23. The assembly according to claim 22, wherein said very small predetermined fraction of the breathing gas is less than 3%.

24. The assembly according to claim 22, wherein said gas conduit is provided with a heat and moisture exchanging material, and that the material has a porous structure presenting little resistance to the gas flow but exposing a large surface area to the gas passing through the conduit.

25. The assembly according to claim 22, wherein said detector holding part includes a detector surface protecting means adapted to protect the surface from ambient air in an airtight fashion prior to use of the assembly.

26. The assembly according to claim 25, wherein said detector surface protecting means is adapted to be moved to a non-protection position, such that said detector surface is available for measurements.

27. The assembly according to claim 26, wherein said detector surface protecting means is adapted to be removed through an opening to the ambient where the opening is located downstream relative to the detector considered during an expiratory phase of the breathing.

28. The assembly according to claim 22, wherein said mobile unit is a smartphone.

29. The assembly according to claim 22, wherein said image capturing means is a camera unit.

30. The assembly according to claim 22, wherein said image capturing means comprises illumination means at least one of which is adapted to illuminate said detector surface during measurement.
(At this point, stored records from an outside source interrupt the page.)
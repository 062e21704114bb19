//! Anticipatory auto-scroll for the lyric list.
//!
//! Offsets are in the same unit as the layout boxes (pixels for a renderer).
//! Time is passed in explicitly so hosts and tests control it.

use crate::config::ScrollConfig;
use serde::{Deserialize, Serialize};
use std::time::{Duration, Instant};

/// Vertical placement of one line, relative to the top of the content
#[derive(Debug, Clone, Copy, PartialEq, Serialize, Deserialize)]
pub struct LineBox {
    pub offset_top: f64,
    pub height: f64,
}

/// Scroll container dimensions
#[derive(Debug, Clone, Copy, PartialEq, Serialize, Deserialize)]
pub struct Viewport {
    pub container_height: f64,
    pub scroll_height: f64,
}

impl Viewport {
    /// Largest reachable scroll offset, 0 when the content fits
    #[must_use]
    pub fn max_offset(&self) -> f64 {
        (self.scroll_height - self.container_height).max(0.0)
    }

    #[must_use]
    pub fn clamp(&self, offset: f64) -> f64 {
        offset.max(0.0).min(self.max_offset())
    }
}

/// Cubic ease-in-out over `t` in `[0, 1]`
#[must_use]
pub fn ease_in_out_cubic(t: f64) -> f64 {
    let t = t.clamp(0.0, 1.0);
    if t < 0.5 {
        4.0 * t * t * t
    } else {
        1.0 - (-2.0 * t + 2.0).powi(3) / 2.0
    }
}

/// An eased scroll from one offset to another
#[derive(Debug, Clone, Copy, PartialEq)]
pub struct ScrollAnimation {
    pub from: f64,
    pub to: f64,
    pub started_at: Instant,
    pub duration: Duration,
}

impl ScrollAnimation {
    /// Offset at `now`
    #[must_use]
    pub fn sample(&self, now: Instant) -> f64 {
        if self.duration.is_zero() {
            return self.to;
        }
        let elapsed = now.saturating_duration_since(self.started_at);
        let t = elapsed.as_secs_f64() / self.duration.as_secs_f64();
        self.from + (self.to - self.from) * ease_in_out_cubic(t)
    }

    #[must_use]
    pub fn is_finished(&self, now: Instant) -> bool {
        now.saturating_duration_since(self.started_at) >= self.duration
    }
}

/// What the renderer should do with its scroll position
#[derive(Debug, Clone, Copy, PartialEq)]
pub enum ScrollCommand {
    /// Set the offset immediately
    Jump { offset: f64 },
    /// Follow the animation, sampling it every frame
    Animate(ScrollAnimation),
}

impl ScrollCommand {
    /// Final offset once the command completes
    #[must_use]
    pub const fn target(&self) -> f64 {
        match self {
            Self::Jump { offset } => *offset,
            Self::Animate(animation) => animation.to,
        }
    }
}

/// Decides when and where the lyric list scrolls
#[derive(Debug, Clone)]
pub struct ScrollSynchronizer {
    config: ScrollConfig,
    offset: f64,
    last_index: Option<usize>,
    suppressed_until: Option<Instant>,
    animation: Option<ScrollAnimation>,
}

impl Default for ScrollSynchronizer {
    fn default() -> Self {
        Self::new(ScrollConfig::default())
    }
}

impl ScrollSynchronizer {
    #[must_use]
    pub const fn new(config: ScrollConfig) -> Self {
        Self {
            config,
            offset: 0.0,
            last_index: None,
            suppressed_until: None,
            animation: None,
        }
    }

    /// Scroll offset at `now`, advancing any running animation
    pub fn offset_at(&mut self, now: Instant) -> f64 {
        if let Some(animation) = self.animation {
            self.offset = animation.sample(now);
            if animation.is_finished(now) {
                self.animation = None;
            }
        }
        self.offset
    }

    #[must_use]
    pub const fn animation(&self) -> Option<&ScrollAnimation> {
        self.animation.as_ref()
    }

    #[must_use]
    pub fn is_suppressed(&self, now: Instant) -> bool {
        self.suppressed_until.is_some_and(|until| now < until)
    }

    /// The user clicked a line: center it instantly and hold off auto-scroll
    pub fn jump_to(
        &mut self,
        index: usize,
        line: LineBox,
        viewport: Viewport,
        now: Instant,
    ) -> ScrollCommand {
        let offset = viewport
            .clamp(line.offset_top - viewport.container_height / 2.1 + line.height / 2.0);

        self.animation = None;
        self.offset = offset;
        self.last_index = Some(index);
        self.suppressed_until = Some(now + Duration::from_millis(self.config.suppress_ms));

        ScrollCommand::Jump { offset }
    }

    /// The active line changed to `index`.
    ///
    /// Positions the line about a quarter down the viewport. Returns `None`
    /// when the index did not change or auto-scroll is suppressed, unless
    /// `immediate` is set (initial load, resize), which always scrolls and
    /// skips the animation.
    pub fn on_active_index(
        &mut self,
        index: usize,
        line: LineBox,
        viewport: Viewport,
        immediate: bool,
        now: Instant,
    ) -> Option<ScrollCommand> {
        if !immediate && self.last_index == Some(index) {
            return None;
        }
        self.last_index = Some(index);
        if !immediate && self.is_suppressed(now) {
            return None;
        }

        let target = viewport
            .clamp(line.offset_top - viewport.container_height / 4.0 + line.height / 3.6);

        if immediate || self.config.animation_ms == 0 {
            self.animation = None;
            self.offset = target;
            return Some(ScrollCommand::Jump { offset: target });
        }

        let animation = ScrollAnimation {
            from: self.offset_at(now),
            to: target,
            started_at: now,
            duration: Duration::from_millis(self.config.animation_ms),
        };
        self.animation = Some(animation);
        Some(ScrollCommand::Animate(animation))
    }

    /// Drop all scroll state, e.g. on track change
    pub fn reset(&mut self) {
        self.offset = 0.0;
        self.last_index = None;
        self.suppressed_until = None;
        self.animation = None;
    }
}
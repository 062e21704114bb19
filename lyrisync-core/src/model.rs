//! Normalized timeline model shared by every parser and the sync pipeline.

use serde::{Deserialize, Serialize};
use std::fmt;

/// Timed-text formats understood by the engine
#[derive(Debug, Clone, Copy, PartialEq, Eq, Hash, Default, Serialize, Deserialize)]
#[serde(rename_all = "snake_case")]
pub enum Format {
    Lrc,
    Ass,
    Srt,
    /// Sniff the content (or trust the file extension) before parsing
    #[default]
    Auto,
}

impl Format {
    /// Stable lowercase identifier, also used as the file extension on export
    #[must_use]
    pub const fn as_str(self) -> &'static str {
        match self {
            Self::Lrc => "lrc",
            Self::Ass => "ass",
            Self::Srt => "srt",
            Self::Auto => "auto",
        }
    }

    /// Map an authoritative file extension to a concrete format.
    ///
    /// `.ssa` shares the ASS event grammar and is treated as ASS.
    #[must_use]
    pub fn from_extension(ext: &str) -> Option<Self> {
        match ext.trim_start_matches('.').to_ascii_lowercase().as_str() {
            "lrc" => Some(Self::Lrc),
            "ass" | "ssa" => Some(Self::Ass),
            "srt" => Some(Self::Srt),
            _ => None,
        }
    }
}

impl fmt::Display for Format {
    fn fmt(&self, f: &mut fmt::Formatter<'_>) -> fmt::Result {
        f.write_str(self.as_str())
    }
}

impl std::str::FromStr for Format {
    type Err = String;

    fn from_str(s: &str) -> Result<Self, Self::Err> {
        match s.to_ascii_lowercase().as_str() {
            "auto" => Ok(Self::Auto),
            other => Self::from_extension(other).ok_or_else(|| format!("unknown lyric format: {s}")),
        }
    }
}

/// One word (or syllable) of a karaoke line decoded from ASS `\k` tags
#[derive(Debug, Clone, PartialEq, Serialize, Deserialize)]
pub struct KaraokeWord {
    pub text: String,
    /// Highlight start in seconds
    pub start: f64,
    /// Highlight end in seconds, never before `start`
    pub end: f64,
}

/// A single segment boundary of an LRC multi-timestamp line
#[derive(Debug, Clone, Copy, PartialEq, Serialize, Deserialize)]
pub struct KaraokeTiming {
    pub time: f64,
    /// 1-based index of the timestamp after the line start
    pub position: usize,
}

/// LRC karaoke convention: `[start][t1][t2]...text`
#[derive(Debug, Clone, PartialEq, Serialize, Deserialize)]
pub struct LrcKaraoke {
    pub full_text: String,
    pub timings: Vec<KaraokeTiming>,
}

/// A single line of the normalized timeline
#[derive(Debug, Clone, PartialEq, Default, Serialize, Deserialize)]
pub struct LyricLine {
    /// Line start in seconds
    pub time: f64,
    /// Primary text first, then translations in file order
    pub texts: Vec<String>,
    #[serde(default, skip_serializing_if = "Option::is_none")]
    pub karaoke: Option<LrcKaraoke>,
    #[serde(default, skip_serializing_if = "Vec::is_empty")]
    pub words: Vec<KaraokeWord>,
}

impl LyricLine {
    /// Create a plain line with a single text
    pub fn new(time: f64, text: impl Into<String>) -> Self {
        Self {
            time,
            texts: vec![text.into()],
            karaoke: None,
            words: Vec::new(),
        }
    }

    /// Add a translation text
    #[must_use]
    pub fn with_translation(mut self, text: impl Into<String>) -> Self {
        self.texts.push(text.into());
        self
    }

    #[must_use]
    pub fn primary(&self) -> &str {
        self.texts.first().map_or("", String::as_str)
    }

    #[must_use]
    pub fn translation(&self) -> Option<&str> {
        self.texts.get(1).map(String::as_str)
    }

    /// Whether the line carries word-level timing in either karaoke form
    #[must_use]
    pub fn is_karaoke(&self) -> bool {
        !self.words.is_empty() || self.karaoke.is_some()
    }
}

/// Sort a timeline by start time, keeping file order for equal times
pub(crate) fn sort_timeline(lines: &mut [LyricLine]) {
    lines.sort_by(|a, b| a.time.total_cmp(&b.time));
}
31. The assembly according to claim 30, wherein the color of the illumination is chosen in relation to the optical characteristics of the detector surface in the absence of CO2.

32. The assembly according to claim 30, wherein said illumination means is at least a part of the display of the assembly.

33. The assembly according to claim 22, wherein during a measurement session a predetermined number of successive images are taken, preferably at least 4-5 images per second, by said image capturing means of at least a part of said detector surface.

34. The assembly according to claim 22, wherein said processing means is adapted to calculate and display capnograms at said display.

35. The assembly according to claim 34, wherein said processing means in addition is adapted to calculate and display end tidal CO2 values and respiratory rates at said display.

36. The assembly according to claim 22, wherein said processing means is adapted to store at least one characteristic optical property of the detector surface, such as the color, or the reflectance.

37. The assembly according to claim 22, wherein said processing means is adapted to store at least one relationship between said characteristic optical property of the detector surface and the corresponding concentrations of CO2.

38. The assembly according to claim 22, wherein said mobile unit includes an audio part wherein auditory alarms and/or instructions are generated to guide the user.

39. The assembly according to claim 22, wherein said measurement session includes checking of the detector quality.

40. The assembly according to claim 39, wherein said detector quality is checked at start of use by a comparison of the optical characteristics of the detector to a reference in the absence of CO2.

41. The assembly according to claim 22, wherein said CO2 detector comprises a porous material containing in its pores a phase transfer agent and a pH sensitive color indicator.

42. The assembly according to claim 41, wherein the phase transfer agent is tetraoctyammoniumhydroxide and the pH sensitive color indicator is thymol blue.